In most vehicles, a transmission is provided in the drive train between the engine and the driven wheels. As is well known, the transmission includes a plurality of gears which are selectively engaged to provide a plurality of speed reduction gear ratios between the input and the output of the transmission. A control member within the transmission is moved by a driver of the vehicle throughout a plurality of gear ratio positions for selecting the desired speed reduction. As a result, acceleration and deceleration of the vehicle can be achieved in a smooth and efficient manner.
In many smaller vehicles, such as automobiles, the transmission functions automatically to move the control member without any physical intervention by the driver of the vehicle. However, such automatic transmissions are typically not used in larger vehicles, such as trucks, because of their increased size and expense. Such larger vehicles are, therefore, often provided with manually operable transmissions. In a manually operable transmission, the shifting of the control member is accomplished by physical movement of the control member by the vehicle driver.
In order to move the control member among the various gear ratio positions in a manual transmission, a manually operable shift lever assembly is usually provided.
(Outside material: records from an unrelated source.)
//! Handle database requests.

use sqlx::{QueryBuilder, Sqlite, SqlitePool};

use crate::account::Account;

type Result<T> = std::result::Result<T, StoreError>;

#[derive(Debug, thiserror::Error)]
pub enum StoreError {
    #[error("unique constraint failed on `{field}`")]
    Conflict { field: &'static str },
    #[error("update requires at least one field")]
    EmptyFieldSet,
    #[error(transparent)]
    Sql(#[from] sqlx::Error),
}

/// Turn SQLite unique violations into [`StoreError::Conflict`].
fn constraint(err: sqlx::Error) -> StoreError {
    if let Some(db_err) = err.as_database_error() {
        if db_err.is_unique_violation() {
            // SQLite reports `UNIQUE constraint failed: accounts.<column>`.
            let message = db_err.message();
            let field = [Column::Username, Column::Email]
                .into_iter()
                .find(|column| message.ends_with(&format!("accounts.{column}")))
                .map(Column::name)
                .unwrap_or("account");

            return StoreError::Conflict { field };
        }
    }

    StoreError::Sql(err)
}

/// Writable columns of `accounts`.
#[derive(Debug, Clone, Copy, PartialEq, Eq)]
pub enum Column {
    Username,
    SecretHash,
    Email,
}

impl Column {
    fn name(self) -> &'static str {
        match self {
            Column::Username => "username",
            Column::SecretHash => "secret_hash",
            Column::Email => "email",
        }
    }
}

impl std::fmt::Display for Column {
    fn fmt(&self, f: &mut std::fmt::Formatter) -> std::fmt::Result {
        f.write_str(self.name())
    }
}

/// Columns to overwrite and their new values.
#[derive(Debug, Default, Clone, PartialEq, Eq)]
pub struct FieldSet {
    pub username: Option<String>,
    pub secret_hash: Option<String>,
    pub email: Option<String>,
}

impl FieldSet {
    pub fn is_empty(&self) -> bool {
        self.columns().next().is_none()
    }

    /// Present columns, in a stable order.
    pub fn columns(&self) -> impl Iterator<Item = (Column, &str)> {
        [
            (Column::Username, self.username.as_deref()),
            (Column::SecretHash, self.secret_hash.as_deref()),
            (Column::Email, self.email.as_deref()),
        ]
        .into_iter()
        .filter_map(|(column, value)| value.map(|v| (column, v)))
    }
}

/// Account persistence.
#[derive(Clone, Debug)]
pub struct AccountRepository {
    pool: SqlitePool,
}

impl AccountRepository {
    /// Create a new [`AccountRepository`].
    pub fn new(pool: SqlitePool) -> Self {
        Self { pool }
    }

    /// Insert a new account and return its identifier.
    pub async fn insert(
        &self,
        username: &str,
        secret_hash: &str,
        email: &str,
    ) -> Result<i64> {
        let result = sqlx::query(
            r#"INSERT INTO accounts (username, secret_hash, email) VALUES (?, ?, ?)"#,
        )
        .bind(username)
        .bind(secret_hash)
        .bind(email)
        .execute(&self.pool)
        .await
        .map_err(constraint)?;

        Ok(result.last_insert_rowid())
    }

    /// Find account using `id` field.
    pub async fn find_by_id(&self, id: i64) -> Result<Option<Account>> {
        Ok(sqlx::query_as::<_, Account>(
            r#"SELECT id, username, email FROM accounts WHERE id = ?"#,
        )
        .bind(id)
        .fetch_optional(&self.pool)
        .await?)
    }

    /// Snapshot of every account, oldest first.
    pub async fn list(&self) -> Result<Vec<Account>> {
        Ok(sqlx::query_as::<_, Account>(
            r#"SELECT id, username, email FROM accounts ORDER BY id ASC"#,
        )
        .fetch_all(&self.pool)
        .await?)
    }

    /// Overwrite exactly the columns present in `fields`, in one statement.
    ///
    /// Returns affected rows, `0` when no account has this `id`.
    pub async fn update_fields(&self, id: i64, fields: &FieldSet) -> Result<u64> {
        if fields.is_empty() {
            return Err(StoreError::EmptyFieldSet);
        }

        let mut query = QueryBuilder::<Sqlite>::new("UPDATE accounts SET ");
        let mut set = query.separated(", ");
        for (column, value) in fields.columns() {
            set.push(format!("{column} = "));
            set.push_bind_unseparated(value.to_owned());
        }
        query.push(" WHERE id = ").push_bind(id);

        let result = query
            .build()
            .execute(&self.pool)
            .await
            .map_err(constraint)?;

        Ok(result.rows_affected())
    }

    /// Delete account. Returns affected rows.
    pub async fn delete(&self, id: i64) -> Result<u64> {
        let result = sqlx::query(r#"DELETE FROM accounts WHERE id = ?"#)
            .bind(id)
            .execute(&self.pool)
            .await?;

        Ok(result.rows_affected())
    }

    /// Stored hash for `username`, if the account exists.
    pub async fn secret_hash_by_username(
        &self,
        username: &str,
    ) -> Result<Option<String>> {
        Ok(sqlx::query_scalar::<_, String>(
            r#"SELECT secret_hash FROM accounts WHERE username = ?"#,
        )
        .bind(username)
        .fetch_optional(&self.pool)
        .await?)
    }
}

#[cfg(test)]
mod tests {
    use super::*;
    use crate::database::Database;

    async fn repo() -> AccountRepository {
        let db = Database::in_memory().await.unwrap();
        AccountRepository::new(db.sqlite)
    }

    #[tokio::test]
    async fn test_insert_assigns_increasing_ids() {
        let repo = repo().await;

        let first = repo.insert("alice", "hash-a", "a@x.io").await.unwrap();
        let second = repo.insert("bob", "hash-b", "b@x.io").await.unwrap();
        assert_eq!(first, 1);
        assert!(second > first);

        let listed = repo.list().await.unwrap();
        assert_eq!(
            listed.iter().map(|a| a.id).collect::<Vec<_>>(),
            vec![first, second]
        );
    }

    #[tokio::test]
    async fn test_insert_conflicts() {
        let repo = repo().await;
        repo.insert("alice", "hash", "a@x.io").await.unwrap();

        assert!(matches!(
            repo.insert("alice", "hash", "other@x.io").await,
            Err(StoreError::Conflict { field: "username" })
        ));
        assert!(matches!(
            repo.insert("bob", "hash", "a@x.io").await,
            Err(StoreError::Conflict { field: "email" })
        ));
        assert_eq!(repo.list().await.unwrap().len(), 1);
    }

    #[tokio::test]
    async fn test_find_and_secret_lookup() {
        let repo = repo().await;
        let id = repo.insert("alice", "hash", "a@x.io").await.unwrap();

        let account = repo.find_by_id(id).await.unwrap().unwrap();
        assert_eq!(account.username, "alice");
        assert_eq!(account.email, "a@x.io");
        assert!(repo.find_by_id(id + 1).await.unwrap().is_none());

        assert_eq!(
            repo.secret_hash_by_username("alice").await.unwrap().as_deref(),
            Some("hash")
        );
        assert!(repo.secret_hash_by_username("bob").await.unwrap().is_none());
    }

    #[tokio::test]
    async fn test_update_only_given_columns() {
        let repo = repo().await;
        let id = repo.insert("alice", "hash", "a@x.io").await.unwrap();

        let fields = FieldSet {
            email: Some("new@x.io".into()),
            ..Default::default()
        };
        assert_eq!(repo.update_fields(id, &fields).await.unwrap(), 1);

        let account = repo.find_by_id(id).await.unwrap().unwrap();
        assert_eq!(account.username, "alice");
        assert_eq!(account.email, "new@x.io");
        assert_eq!(
            repo.secret_hash_by_username("alice").await.unwrap().as_deref(),
            Some("hash")
        );

        let fields = FieldSet {
            username: Some("alicia".into()),
            secret_hash: Some("hash2".into()),
            email: Some("alicia@x.io".into()),
        };
        assert_eq!(repo.update_fields(id, &fields).await.unwrap(), 1);
        assert_eq!(
            repo.secret_hash_by_username("alicia").await.unwrap().as_deref(),
            Some("hash2")
        );
    }

    #[tokio::test]
    async fn test_update_missing_and_empty() {
        let repo = repo().await;

        let fields = FieldSet {
            username: Some("ghost".into()),
            ..Default::default()
        };
        assert_eq!(repo.update_fields(42, &fields).await.unwrap(), 0);
        assert!(matches!(
            repo.update_fields(42, &FieldSet::default()).await,
            Err(StoreError::EmptyFieldSet)
        ));
    }

    #[tokio::test]
    async fn test_update_conflict_is_atomic() {
        let repo = repo().await;
        repo.insert("alice", "hash", "a@x.io").await.unwrap();
        let bob = repo.insert("bob", "hash", "b@x.io").await.unwrap();

        // `username` is fine on its own, `email` clashes: nothing is written.
        let fields = FieldSet {
            username: Some("robert".into()),
            email: Some("a@x.io".into()),
            ..Default::default()
        };
        assert!(matches!(
            repo.update_fields(bob, &fields).await,
            Err(StoreError::Conflict { field: "email" })
        ));

        let account = repo.find_by_id(bob).await.unwrap().unwrap();
        assert_eq!(account.username, "bob");
        assert_eq!(account.email, "b@x.io");
    }

    #[tokio::test]
    async fn test_delete() {
        let repo = repo().await;
        let id = repo.insert("alice", "hash", "a@x.io").await.unwrap();

        assert_eq!(repo.delete(id).await.unwrap(), 1);
        assert_eq!(repo.delete(id).await.unwrap(), 0);
        assert!(repo.find_by_id(id).await.unwrap().is_none());
    }

    #[test]
    fn test_field_set_columns() {
        let fields = FieldSet {
            username: Some("alice".into()),
            email: Some("a@x.io".into()),
            ..Default::default()
        };

        assert_eq!(
            fields.columns().collect::<Vec<_>>(),
            vec![(Column::Username, "alice"), (Column::Email, "a@x.io")]
        );
        assert!(FieldSet::default().is_empty());
    }
}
The shift lever assembly includes a lower member, which extends downwardly within the transmission into engagement with the control member. The shift lever assembly further includes an upper member, which extends upwardly into a driver compartment of the vehicle for convenient grasping and manipulating by the vehicle driver. Thus, when the upper member of the shift lever assembly is moved by the vehicle driver, the lower member thereof is moved within the transmission. By properly moving the upper member of the shift lever assembly, the vehicle driver can position the control member of the transmission so as to select any one of the plurality of gear ratios for use.
When the vehicle is operated, it has been found that the transmission and other components of the drive train of the vehicle vibrate to a certain extent. In addition, vibrations are generated by the vehicle engine itself during operation. All of such vibrations can be sensed by the vehicle driver as undesirable noise. To reduce the amount of this undesirable noise, the driver compartment of the vehicle is typically lined with acoustical insulating material. Unfortunately, the upper member of the shift lever assembly must extend upwardly from the transmission into the driver compartment for convenient use, as described above. As a result, the shift lever assembly can function to transmit these vibrations into the driver compartment, thus defeating the acoustical insulation.
To address this, it is known to provide a dampening mechanism in the shift lever assembly for reducing the amount of vibration and noise transmitted therethrough from the engine and transmission to the driver compartment of the vehicle. To accomplish this, the shift lever assembly is divided into upper and lower shift lever members, and a noise and vibration dampening connector is connected therebetween. A typical vibration and noise dampening connector includes one or more elastic dampening members which are disposed within a cylindrical sleeve connected between the upper and lower shift lever members. A number of such vibration and noise dampening connectors are known in the art. However, known vibration and noise dampening connectors have been found to be unduly complex and expensive in construction and assembly. Consequently, it would be desirable to provide an improved structure for a noise and vibration dampening connector for a multi-piece transmission shift lever assembly which is simple and inexpensive in construction and assembly.